▶ **Exercise requirements**:
Extract the complete listing and repeat it word for word.

▶ **Data extracts**:

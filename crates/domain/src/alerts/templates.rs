use serde::{Deserialize, Serialize};
use std::fmt;

/// Placeholder tokens substituted into a template's query text
pub const NODE_PREFIX_PLACEHOLDER: &str = "__nodePrefix__";
pub const THRESHOLD_PLACEHOLDER: &str = "__value__";

/// Fixed catalog of alert templates
///
/// Each variant is a descriptor: name, eligibility for new universes, an
/// optional per-template suppression switch, and a query template. Keeping the
/// catalog enumerable makes reconciliation a pure function over
/// {catalog, configuration, current state}.
#[derive(Debug, Clone, Copy, PartialEq, Eq, Hash, Serialize, Deserialize)]
pub enum AlertTemplate {
    ReplicationLag,
    ClockSkew,
    MemoryConsumption,
}

impl AlertTemplate {
    pub fn all() -> &'static [AlertTemplate] {
        &[
            AlertTemplate::ReplicationLag,
            AlertTemplate::ClockSkew,
            AlertTemplate::MemoryConsumption,
        ]
    }

    pub fn name(&self) -> &'static str {
        match self {
            AlertTemplate::ReplicationLag => "Replication Lag",
            AlertTemplate::ClockSkew => "Clock Skew",
            AlertTemplate::MemoryConsumption => "Memory Consumption",
        }
    }

    /// Whether a definition is created for every newly provisioned universe
    pub fn create_for_new_universe(&self) -> bool {
        match self {
            AlertTemplate::ReplicationLag => true,
            AlertTemplate::ClockSkew => true,
            AlertTemplate::MemoryConsumption => true,
        }
    }

    /// Name of the alerting-configuration switch that suppresses this
    /// template when disabled, if it has one
    pub fn suppression_switch(&self) -> Option<&'static str> {
        match self {
            AlertTemplate::ClockSkew => Some("enable_clock_skew"),
            _ => None,
        }
    }

    /// Default alerting threshold substituted for the value placeholder
    pub fn default_threshold(&self) -> f64 {
        match self {
            AlertTemplate::ReplicationLag => 180000.0,
            AlertTemplate::ClockSkew => 500.0,
            AlertTemplate::MemoryConsumption => 90.0,
        }
    }

    /// Query text with unresolved placeholder tokens
    pub fn query_template(&self) -> &'static str {
        match self {
            AlertTemplate::ReplicationLag => {
                "max by (node_prefix) (avg_over_time(async_replication_committed_lag_micros\
                 {node_prefix=\"__nodePrefix__\"}[10m])) / 1000 > __value__"
            }
            AlertTemplate::ClockSkew => {
                "max by (node_prefix) (max_over_time(hybrid_clock_skew\
                 {node_prefix=\"__nodePrefix__\"}[10m])) / 1000 > __value__"
            }
            AlertTemplate::MemoryConsumption => {
                "max by (node_prefix) (avg_over_time(node_memory_used_pct\
                 {node_prefix=\"__nodePrefix__\"}[10m])) > __value__"
            }
        }
    }

    /// Substitute the node prefix and threshold into the query template
    pub fn build_query(&self, node_prefix: &str, threshold: f64) -> String {
        self.query_template()
            .replace(NODE_PREFIX_PLACEHOLDER, node_prefix)
            .replace(THRESHOLD_PLACEHOLDER, &format_threshold(threshold))
    }
}

impl fmt::Display for AlertTemplate {
    fn fmt(&self, f: &mut fmt::Formatter<'_>) -> fmt::Result {
        write!(f, "{}", self.name())
    }
}

fn format_threshold(threshold: f64) -> String {
    if threshold.fract() == 0.0 {
        format!("{}", threshold as i64)
    } else {
        format!("{}", threshold)
    }
}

▶ **Answer to this exercise**:
filename crates/domain/src/alerts/templates.rs
use serde::{Deserialize, Serialize};
use std::fmt;

/// Placeholder tokens substituted into a template's query text
pub const NODE_PREFIX_PLACEHOLDER: &str = "__nodePrefix__";
pub const THRESHOLD_PLACEHOLDER: &str = "__value__";

/// Fixed catalog of alert templates
///
/// Each variant is a descriptor: name, eligibility for new universes, an
/// optional per-template suppression switch, and a query template. Keeping the
/// catalog enumerable makes reconciliation a pure function over
/// {catalog, configuration, current state}.
#[derive(Debug, Clone, Copy, PartialEq, Eq, Hash, Serialize, Deserialize)]
pub enum AlertTemplate {
    ReplicationLag,
    ClockSkew,
    MemoryConsumption,
}

impl AlertTemplate {
    pub fn all() -> &'static [AlertTemplate] {
        &[
            AlertTemplate::ReplicationLag,
            AlertTemplate::ClockSkew,
            AlertTemplate::MemoryConsumption,
        ]
    }

    pub fn name(&self) -> &'static str {
        match self {
            AlertTemplate::ReplicationLag => "Replication Lag",
            AlertTemplate::ClockSkew => "Clock Skew",
            AlertTemplate::MemoryConsumption => "Memory Consumption",
        }
    }

    /// Whether a definition is created for every newly provisioned universe
    pub fn create_for_new_universe(&self) -> bool {
        match self {
            AlertTemplate::ReplicationLag => true,
            AlertTemplate::ClockSkew => true,
            AlertTemplate::MemoryConsumption => true,
        }
    }

    /// Name of the alerting-configuration switch that suppresses this
    /// template when disabled, if it has one
    pub fn suppression_switch(&self) -> Option<&'static str> {
        match self {
            AlertTemplate::ClockSkew => Some("enable_clock_skew"),
            _ => None,
        }
    }

    /// Default alerting threshold substituted for the value placeholder
    pub fn default_threshold(&self) -> f64 {
        match self {
            AlertTemplate::ReplicationLag => 180000.0,
            AlertTemplate::ClockSkew => 500.0,
            AlertTemplate::MemoryConsumption => 90.0,
        }
    }

    /// Query text with unresolved placeholder tokens
    pub fn query_template(&self) -> &'static str {
        match self {
            AlertTemplate::ReplicationLag => {
                "max by (node_prefix) (avg_over_time(async_replication_committed_lag_micros\
                 {node_prefix=\"__nodePrefix__\"}[10m])) / 1000 > __value__"
            }
            AlertTemplate::ClockSkew => {
                "max by (node_prefix) (max_over_time(hybrid_clock_skew\
                 {node_prefix=\"__nodePrefix__\"}[10m])) / 1000 > __value__"
            }
            AlertTemplate::MemoryConsumption => {
                "max by (node_prefix) (avg_over_time(node_memory_used_pct\
                 {node_prefix=\"__nodePrefix__\"}[10m])) > __value__"
            }
        }
    }

    /// Substitute the node prefix and threshold into the query template
    pub fn build_query(&self, node_prefix: &str, threshold: f64) -> String {
        self.query_template()
            .replace(NODE_PREFIX_PLACEHOLDER, node_prefix)
            .replace(THRESHOLD_PLACEHOLDER, &format_threshold(threshold))
    }
}

impl fmt::Display for AlertTemplate {
    fn fmt(&self, f: &mut fmt::Formatter<'_>) -> fmt::Result {
        write!(f, "{}", self.name())
    }
}

fn format_threshold(threshold: f64) -> String {
    if threshold.fract() == 0.0 {
        format!("{}", threshold as i64)
    } else {
        format!("{}", threshold)
    }
}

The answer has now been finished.